Kevin Robert Dean qualiall_2 at yahoo.com
Tue Oct 2 22:39:40 PDT 2001



> People are saying that spreading a virus or defacing
> a website could
> be punished by life without parole. Is that true?
>
> Doug
>

Accrding to this article, it's a possiblity:

http://www.securityfocus.com/news/257

Hackers face life imprisonment under 'Anti-Terrorism' Act Justice Department proposal classifies most computer crimes as acts of terrorism. By Kevin Poulsen Sep 24 2001 1:06PM PT

Hackers, virus-writers and web site defacers would face life imprisonment without the possibility of parole under legislation proposed by the Bush Administration that would classify most computer crimes as acts of terrorism.

The Justice Department is urging Congress to quickly approve its Anti-Terrorism Act (ATA), a twenty-five page proposal that would expand the government's legal powers to conduct electronic surveillance, access business records, and detain suspected terrorists.

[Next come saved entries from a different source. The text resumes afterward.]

//! Handler error helpers. Route handlers answer `(StatusCode, String)`;
//! these keep the mapping in one place.

use axum::http::StatusCode;

pub type ApiError = (StatusCode, String);

pub fn internal<E: std::fmt::Display>(err: E) -> ApiError {
    tracing::error!(error = %err, "request failed");
    (StatusCode::INTERNAL_SERVER_ERROR, err.to_string())
}

pub fn not_found(what: &str) -> ApiError {
    (StatusCode::NOT_FOUND, format!("{what} nao encontrado"))
}

pub fn unprocessable(message: impl Into<String>) -> ApiError {
    (StatusCode::UNPROCESSABLE_ENTITY, message.into())
}

pub fn is_unique_violation(err: &sqlx::Error) -> bool {
    matches!(err, sqlx::Error::Database(db) if matches!(db.kind(), sqlx::error::ErrorKind::UniqueViolation))
}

The proposal defines a list of "Federal terrorism offenses" that are subject to special treatment under law. The offenses include assassination of public officials, violence at international airports, some bombings and homicides, and politically-motivated manslaughter or torture.

Most of the terrorism offenses are violent crimes, or crimes involving chemical, biological, or nuclear weapons. But the list also includes the provisions of the Computer Fraud and Abuse Act that make it illegal to crack a computer for the purpose of obtaining anything of value, or to deliberately cause damage. Likewise, launching a malicious program that harms a system, like a virus, or making an extortionate threat to damage a computer are included in the definition of terrorism.

To date no terrorists are known to have violated the Computer Fraud and Abuse Act. But several recent hacker cases would have qualified as "Federal terrorism offenses" under the Justice Department proposal, including the conviction of Patrick Gregory, a prolific web site defacer who called himself "MostHateD"; Kevin Mitnick, who plead guilty to penetrating corporate networks and downloading proprietary software; Jonathan "Gatsby" Bosanac, who received 18-months in custody for cracking telephone company computers; and Eric Burns, the Shoreline, Washington hacker who scrawled "Crystal, I love you" on a United States Information Agency web site in 1999. The 19-year-old was reportedly trying to impress a classmate with whom he was infatuated....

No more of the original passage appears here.